DATA LISTING START
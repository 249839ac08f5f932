//! Encrypted identity persistence.
//!
//! # File layout (`identity.enc`)
//!
//! ```text
//! Offset  Size  Field
//! ------  ----  -----
//!   0       1   Version byte (3 current, 2 accepted on read)
//!   1      16   Argon2id salt
//!  17      12   ChaCha20-Poly1305 nonce
//!  29     var   Ciphertext of the canonical JSON payload + tag
//! ```
//!
//! The payload is a JSON object with fields `principal, address,
//! publicKey, privateKey, mnemonic, walletPublicKeyHex,
//! walletPrivateKeyHex, testnet, nick?, mode`. Version-2 files may
//! omit `mode` (inferred from the principal prefix) and `nick`.
//!
//! The file and its directory are created owner-only. An identity is
//! never rewritten without the passphrase — nick changes re-encrypt
//! with a fresh salt and nonce.

use std::path::Path;

use serde::{Deserialize, Serialize};
use zeroize::Zeroizing;

use clawchat_crypto::aead::{self, AeadNonce};
use clawchat_crypto::kdf::{self, KdfParams, SALT_LEN};
use clawchat_crypto::signing::Keypair;
use clawchat_types::{ClawchatError, IdentityMode, Principal, Result};

use crate::identity::Identity;

// ---------------------------------------------------------------------------
// Constants
// ---------------------------------------------------------------------------

/// Name of the encrypted identity file inside an identity directory.
pub const IDENTITY_FILE: &str = "identity.enc";

/// Version written by this implementation.
pub const FILE_VERSION: u8 = 3;

/// Oldest version accepted on read.
pub const FILE_VERSION_LEGACY: u8 = 2;

/// Minimum passphrase length.
pub const MIN_PASSPHRASE_LEN: usize = 12;

/// AEAD nonce length in the header.
const NONCE_LEN: usize = 12;

/// Header size: version + salt + nonce.
const HEADER_LEN: usize = 1 + SALT_LEN + NONCE_LEN;

// ---------------------------------------------------------------------------
// Payload
// ---------------------------------------------------------------------------

/// JSON payload inside the encrypted envelope.
#[derive(Serialize, Deserialize)]
#[serde(rename_all = "camelCase")]
struct IdentityPayload {
    principal: String,
    address: String,
    public_key: String,
    private_key: String,
    #[serde(default, skip_serializing_if = "Option::is_none")]
    mnemonic: Option<String>,
    #[serde(default, skip_serializing_if = "Option::is_none")]
    wallet_public_key_hex: Option<String>,
    #[serde(default, skip_serializing_if = "Option::is_none")]
    wallet_private_key_hex: Option<String>,
    #[serde(default)]
    testnet: bool,
    #[serde(default, skip_serializing_if = "Option::is_none")]
    nick: Option<String>,
    /// Absent in version-2 files.
    #[serde(default, skip_serializing_if = "Option::is_none")]
    mode: Option<String>,
}

// ---------------------------------------------------------------------------
// Save
// ---------------------------------------------------------------------------

/// Encrypts and writes an identity into `dir/identity.enc`.
///
/// # Errors
///
/// - [`ClawchatError::Config`] if the passphrase is shorter than
///   [`MIN_PASSPHRASE_LEN`] characters.
/// - [`ClawchatError::Storage`] on filesystem failures.
pub fn save(identity: &Identity, passphrase: &str, dir: &Path) -> Result<()> {
    if passphrase.chars().count() < MIN_PASSPHRASE_LEN {
        return Err(ClawchatError::Config {
            reason: format!("passphrase must be at least {MIN_PASSPHRASE_LEN} characters"),
        });
    }

    let payload = build_payload(identity)?;
    let json = Zeroizing::new(serde_json::to_vec(&payload).map_err(|e| {
        ClawchatError::Storage {
            reason: format!("failed to serialize identity payload: {e}"),
        }
    })?);

    let mut salt = [0u8; SALT_LEN];
    rand::RngCore::fill_bytes(&mut rand::rngs::OsRng, &mut salt);
    let key = kdf::derive_file_key(passphrase.as_bytes(), &salt, &KdfParams::default())?;

    let nonce = aead::generate_nonce();
    let ciphertext = aead::encrypt(key.as_bytes(), &nonce, &json, &[])?;

    let mut data = Vec::with_capacity(HEADER_LEN + ciphertext.len());
    data.push(FILE_VERSION);
    data.extend_from_slice(&salt);
    data.extend_from_slice(nonce.as_bytes());
    data.extend_from_slice(&ciphertext);

    create_private_dir(dir)?;
    let path = dir.join(IDENTITY_FILE);
    write_private_file(&path, &data)
}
DATA LISTING END
EXERCISE OBJECTIVE →
All that is wanted is the run of lines from the start of the data through the line containing "pub const IDENTITY_FILE: &str", copied word for word.

ANSWER AREA →
repository 249839ac08f5f932
//! Encrypted identity persistence.
//!
//! # File layout (`identity.enc`)
//!
//! ```text
//! Offset  Size  Field
//! ------  ----  -----
//!   0       1   Version byte (3 current, 2 accepted on read)
//!   1      16   Argon2id salt
//!  17      12   ChaCha20-Poly1305 nonce
//!  29     var   Ciphertext of the canonical JSON payload + tag
//! ```
//!
//! The payload is a JSON object with fields `principal, address,
//! publicKey, privateKey, mnemonic, walletPublicKeyHex,
//! walletPrivateKeyHex, testnet, nick?, mode`. Version-2 files may
//! omit `mode` (inferred from the principal prefix) and `nick`.
//!
//! The file and its directory are created owner-only. An identity is
//! never rewritten without the passphrase — nick changes re-encrypt
//! with a fresh salt and nonce.

use std::path::Path;

use serde::{Deserialize, Serialize};
use zeroize::Zeroizing;

use clawchat_crypto::aead::{self, AeadNonce};
use clawchat_crypto::kdf::{self, KdfParams, SALT_LEN};
use clawchat_crypto::signing::Keypair;
use clawchat_types::{ClawchatError, IdentityMode, Principal, Result};

use crate::identity::Identity;

// ---------------------------------------------------------------------------
// Constants
// ---------------------------------------------------------------------------

/// Name of the encrypted identity file inside an identity directory.
pub const IDENTITY_FILE: &str = "identity.enc";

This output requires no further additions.